■ TASK: Within the records below, find each line that holds the string "rows", then copy it.

■ AVAILABLE DATA:
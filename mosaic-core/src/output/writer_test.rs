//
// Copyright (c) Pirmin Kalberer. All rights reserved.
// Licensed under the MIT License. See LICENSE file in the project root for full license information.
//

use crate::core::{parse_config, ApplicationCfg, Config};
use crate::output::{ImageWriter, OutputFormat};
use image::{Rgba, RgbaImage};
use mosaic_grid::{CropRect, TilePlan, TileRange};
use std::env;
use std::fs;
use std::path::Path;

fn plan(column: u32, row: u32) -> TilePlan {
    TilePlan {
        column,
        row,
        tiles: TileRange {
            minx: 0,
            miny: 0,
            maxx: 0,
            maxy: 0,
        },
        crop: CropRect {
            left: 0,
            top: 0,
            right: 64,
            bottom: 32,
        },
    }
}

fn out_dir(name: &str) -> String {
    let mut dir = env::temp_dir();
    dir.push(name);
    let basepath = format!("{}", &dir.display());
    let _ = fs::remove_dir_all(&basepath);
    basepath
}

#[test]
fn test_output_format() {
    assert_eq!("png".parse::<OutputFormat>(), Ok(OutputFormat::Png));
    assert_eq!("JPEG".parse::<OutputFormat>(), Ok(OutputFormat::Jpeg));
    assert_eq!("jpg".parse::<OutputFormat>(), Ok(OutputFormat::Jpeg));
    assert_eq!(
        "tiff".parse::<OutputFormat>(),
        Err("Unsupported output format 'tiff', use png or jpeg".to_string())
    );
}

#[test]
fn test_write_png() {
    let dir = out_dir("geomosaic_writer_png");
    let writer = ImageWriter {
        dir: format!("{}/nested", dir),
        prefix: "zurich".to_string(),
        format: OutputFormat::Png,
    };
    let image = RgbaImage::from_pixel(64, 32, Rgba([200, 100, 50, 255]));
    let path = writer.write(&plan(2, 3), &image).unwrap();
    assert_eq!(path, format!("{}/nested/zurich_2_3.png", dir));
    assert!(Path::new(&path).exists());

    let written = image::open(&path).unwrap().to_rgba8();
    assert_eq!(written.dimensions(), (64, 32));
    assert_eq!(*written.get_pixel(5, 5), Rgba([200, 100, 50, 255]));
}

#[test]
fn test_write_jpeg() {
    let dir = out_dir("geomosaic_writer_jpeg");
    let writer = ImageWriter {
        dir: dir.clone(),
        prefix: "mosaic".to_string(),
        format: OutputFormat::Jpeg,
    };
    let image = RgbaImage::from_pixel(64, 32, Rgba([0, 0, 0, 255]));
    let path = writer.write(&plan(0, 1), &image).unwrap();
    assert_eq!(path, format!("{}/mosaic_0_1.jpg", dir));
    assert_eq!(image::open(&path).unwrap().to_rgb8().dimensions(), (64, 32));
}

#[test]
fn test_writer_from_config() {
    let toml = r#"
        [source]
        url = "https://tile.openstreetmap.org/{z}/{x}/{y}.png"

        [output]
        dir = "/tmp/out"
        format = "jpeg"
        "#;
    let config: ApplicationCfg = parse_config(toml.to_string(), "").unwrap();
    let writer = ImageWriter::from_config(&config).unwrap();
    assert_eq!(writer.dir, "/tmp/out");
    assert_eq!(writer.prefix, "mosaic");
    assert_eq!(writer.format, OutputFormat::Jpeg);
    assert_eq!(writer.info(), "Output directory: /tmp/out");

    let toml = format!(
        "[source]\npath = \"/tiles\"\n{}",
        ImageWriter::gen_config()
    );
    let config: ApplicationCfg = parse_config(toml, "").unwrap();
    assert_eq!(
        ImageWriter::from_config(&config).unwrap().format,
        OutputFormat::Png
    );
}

==

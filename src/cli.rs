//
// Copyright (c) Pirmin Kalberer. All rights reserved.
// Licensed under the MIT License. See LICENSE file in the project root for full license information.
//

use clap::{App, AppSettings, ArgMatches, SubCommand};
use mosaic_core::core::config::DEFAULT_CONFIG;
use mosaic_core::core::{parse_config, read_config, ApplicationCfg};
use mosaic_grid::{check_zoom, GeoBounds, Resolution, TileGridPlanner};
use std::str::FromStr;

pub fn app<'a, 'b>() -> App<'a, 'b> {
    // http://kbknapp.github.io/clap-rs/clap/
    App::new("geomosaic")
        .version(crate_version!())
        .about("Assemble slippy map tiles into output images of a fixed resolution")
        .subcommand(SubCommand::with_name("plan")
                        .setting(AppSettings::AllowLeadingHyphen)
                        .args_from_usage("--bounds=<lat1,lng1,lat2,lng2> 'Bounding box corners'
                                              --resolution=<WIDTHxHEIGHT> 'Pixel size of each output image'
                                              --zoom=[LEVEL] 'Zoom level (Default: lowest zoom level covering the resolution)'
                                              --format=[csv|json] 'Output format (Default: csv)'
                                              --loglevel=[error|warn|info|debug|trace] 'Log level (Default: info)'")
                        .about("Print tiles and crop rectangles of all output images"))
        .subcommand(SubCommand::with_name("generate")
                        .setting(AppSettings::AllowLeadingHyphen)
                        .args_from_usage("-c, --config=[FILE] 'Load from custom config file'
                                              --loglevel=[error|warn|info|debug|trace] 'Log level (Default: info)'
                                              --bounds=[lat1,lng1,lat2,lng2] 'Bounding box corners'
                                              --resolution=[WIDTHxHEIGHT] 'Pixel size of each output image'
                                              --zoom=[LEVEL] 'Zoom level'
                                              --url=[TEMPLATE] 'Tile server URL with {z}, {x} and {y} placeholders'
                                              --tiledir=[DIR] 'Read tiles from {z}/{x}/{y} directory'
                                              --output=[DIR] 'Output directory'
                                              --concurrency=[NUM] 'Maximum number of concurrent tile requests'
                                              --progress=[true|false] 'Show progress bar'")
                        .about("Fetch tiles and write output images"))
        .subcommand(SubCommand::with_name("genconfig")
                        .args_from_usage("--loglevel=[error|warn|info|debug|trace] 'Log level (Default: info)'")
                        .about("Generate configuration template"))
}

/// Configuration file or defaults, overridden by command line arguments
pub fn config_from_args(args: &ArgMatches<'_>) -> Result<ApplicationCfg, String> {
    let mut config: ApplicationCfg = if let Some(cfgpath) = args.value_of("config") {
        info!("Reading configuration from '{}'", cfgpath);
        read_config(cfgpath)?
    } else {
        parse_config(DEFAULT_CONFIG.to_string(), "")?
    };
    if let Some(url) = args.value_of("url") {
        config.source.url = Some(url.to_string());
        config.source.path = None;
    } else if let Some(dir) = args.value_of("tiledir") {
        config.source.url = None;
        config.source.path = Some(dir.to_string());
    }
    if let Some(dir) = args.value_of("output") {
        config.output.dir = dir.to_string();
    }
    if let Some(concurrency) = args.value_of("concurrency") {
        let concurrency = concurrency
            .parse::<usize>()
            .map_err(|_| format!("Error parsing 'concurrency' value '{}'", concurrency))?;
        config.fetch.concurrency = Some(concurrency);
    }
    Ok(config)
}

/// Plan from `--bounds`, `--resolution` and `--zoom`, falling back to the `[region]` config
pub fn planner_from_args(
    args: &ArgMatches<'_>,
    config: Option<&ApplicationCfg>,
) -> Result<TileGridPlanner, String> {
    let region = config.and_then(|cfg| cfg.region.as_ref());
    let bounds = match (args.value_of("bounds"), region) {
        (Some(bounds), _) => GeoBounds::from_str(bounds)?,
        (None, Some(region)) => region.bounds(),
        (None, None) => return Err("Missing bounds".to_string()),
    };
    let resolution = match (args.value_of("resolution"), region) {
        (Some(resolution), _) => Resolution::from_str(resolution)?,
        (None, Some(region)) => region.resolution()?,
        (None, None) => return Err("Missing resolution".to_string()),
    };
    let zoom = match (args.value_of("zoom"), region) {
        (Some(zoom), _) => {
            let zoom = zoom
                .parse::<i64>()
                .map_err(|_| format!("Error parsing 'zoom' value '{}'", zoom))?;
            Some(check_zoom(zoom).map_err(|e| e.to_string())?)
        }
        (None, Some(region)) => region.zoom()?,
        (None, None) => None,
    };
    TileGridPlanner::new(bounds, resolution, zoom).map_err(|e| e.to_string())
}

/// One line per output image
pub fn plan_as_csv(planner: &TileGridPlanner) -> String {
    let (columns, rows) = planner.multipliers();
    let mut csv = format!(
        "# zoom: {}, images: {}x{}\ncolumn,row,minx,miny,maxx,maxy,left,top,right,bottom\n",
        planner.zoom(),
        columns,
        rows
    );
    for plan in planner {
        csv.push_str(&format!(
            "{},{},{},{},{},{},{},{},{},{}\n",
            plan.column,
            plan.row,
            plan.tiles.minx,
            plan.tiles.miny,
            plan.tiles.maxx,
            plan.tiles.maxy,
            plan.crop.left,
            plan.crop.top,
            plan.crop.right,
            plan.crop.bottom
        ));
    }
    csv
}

■ YOUR RESPONSE:
    let (columns, rows) = planner.multipliers();
        rows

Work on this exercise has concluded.